Wine yeast have a high demand for nutrients, not only during rehydration, but throughout fermentation. Fermentation nutrients are a class of products specifically designed to help remedy deficiencies the juice/must may have.
What is Deficient?
This is always the first question to ask. Nitrogen deficiency is the most common and talked about issue with fermentation problems. Fortunately, it is relatively easy to analyze and remedied using additives such as diammonium phosphate (DAP).
Micro-nutrients refers to various compounds naturally occurring in grapes, including sterols, lipids, vitamins, and minerals. These are often deficient in juice/must, but very rarely identifiable prior to fermentation. Problems with can usually be guaranteed for grapes that have a history of deficiency or grapes that have been subject to poor growing conditions, such as mold or rot. Still, winemakers have a far more difficult time forecasting potential threats to successful fermentation and subsequent negative effects on wine quality.
Fermentation nutrients are specifically aimed to provide yeast with micro-nutrients. They can be classed in two different categories: complex yeast nutrients and vitamin supplements.
Complex yeast nutrients
These proprietary blends of nutrients include products such as Fermaid K/O, Bioactiv, and Superfood. They provide several nutrients at varying levels, primarily derived from autolyzed yeast cells.
- Many provide nitrogen, whether inorganic, organic, or a combination.
- Lipids, otherwise referred to as fatty acids.
- Vitamins which may include thiamine, biotin, and niacin.
The cell wall structures provided by the autolyzed yeast also play important roles during fermentation.
- Absorb medium-chain fatty acids that are toxic to yeast, helping prevent alcohol toxicity and yeast stress.
- Provide nucleation sites, helping keep the yeast in suspension throughout fermentation.
Winemakers have varying views on when, why, and how to use complex yeast nutrients. These decisions are often made using expense consideration.

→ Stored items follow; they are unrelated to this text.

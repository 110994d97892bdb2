//! HR staff models

use chrono::{DateTime, NaiveDate, Utc};
use serde::{Deserialize, Serialize};
use uuid::Uuid;

/// A staff member record.
/// Identity fields are captured when the record is created; the remaining
/// fields fill in as the onboarding wizard advances.
#[derive(Debug, Clone, Serialize, Deserialize)]
pub struct StaffMember {
    pub id: Uuid,
    pub business_id: Uuid,
    pub employee_number: String,
    pub first_name: String,
    pub last_name: String,
    pub email: Option<String>,
    pub phone: Option<String>,
    pub department: Option<String>,
    pub position: Option<String>,
    pub start_date: Option<NaiveDate>,
    pub onboarding_status: OnboardingStatus,
    /// Next onboarding wizard step awaiting completion
    pub onboarding_step: i32,
    pub del_flag: bool,
    pub created_at: DateTime<Utc>,
    pub updated_at: DateTime<Utc>,
}

/// Progress of a staff member through onboarding
#[derive(Debug, Clone, Copy, Serialize, Deserialize, PartialEq, Eq)]
#[serde(rename_all = "snake_case")]
pub enum OnboardingStatus {
    InProgress,
    Completed,
}

impl OnboardingStatus {
    pub fn as_str(&self) -> &'static str {
        match self {
            OnboardingStatus::InProgress => "in_progress",
            OnboardingStatus::Completed => "completed",
        }
    }
}

impl std::str::FromStr for OnboardingStatus {
    type Err = ();

    fn from_str(s: &str) -> Result<Self, Self::Err> {
        match s {
            "in_progress" => Ok(OnboardingStatus::InProgress),
            "completed" => Ok(OnboardingStatus::Completed),
            _ => Err(()),
        }
    }
}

- Only for juice/must destined for higher price-point finished products. This is particularly relevant in large-scale wine production.
- Only for ferments that already display problems, such as stuck ferments.
- Using a combination of two products. For example, Superfood is significantly less expensive than Bioactiv.
- Completing multiple additions at different stages of fermentation.
Some suppliers will purchase specialized individual vitamin supplements, while commercially available products include Cerevit and Vitamix. These provide an array of key nutrients such as thiamine, biotin, nicotinamide, magnesium sulphate, calcium panthothenate, and folic acid. Many of these micro-nutrients are contained in complex yeast nutrients, but can remain at deficient levels depending on the state of the juice/must.
Again, winemakers all have varying views on when, why, and how to use vitamin supplements. The primary concern to keep in mind is making sure that legal levels of certain micro-nutrients are not exceeded, particularly when using vitamin supplements in conjunction with out yeast nutrients. For example, Cerevit added at its recommended rate contains the legal limit of calcium panthothenate for most countries. Used in conjunction with Bioactiv, the resultant wine will be above legal limits.
I personally recommend using vitamin supplements as a safety precaution whenever there is a hint of a problem during higher-end wine production.
- Their cost will not make a significant increase to production expense.
- They do not directly effect aroma/flavor. Basically, they will only production of undesirable compounds due to yeast stress.
- Peace of mind. You won't regret using it, but you very well may regret not.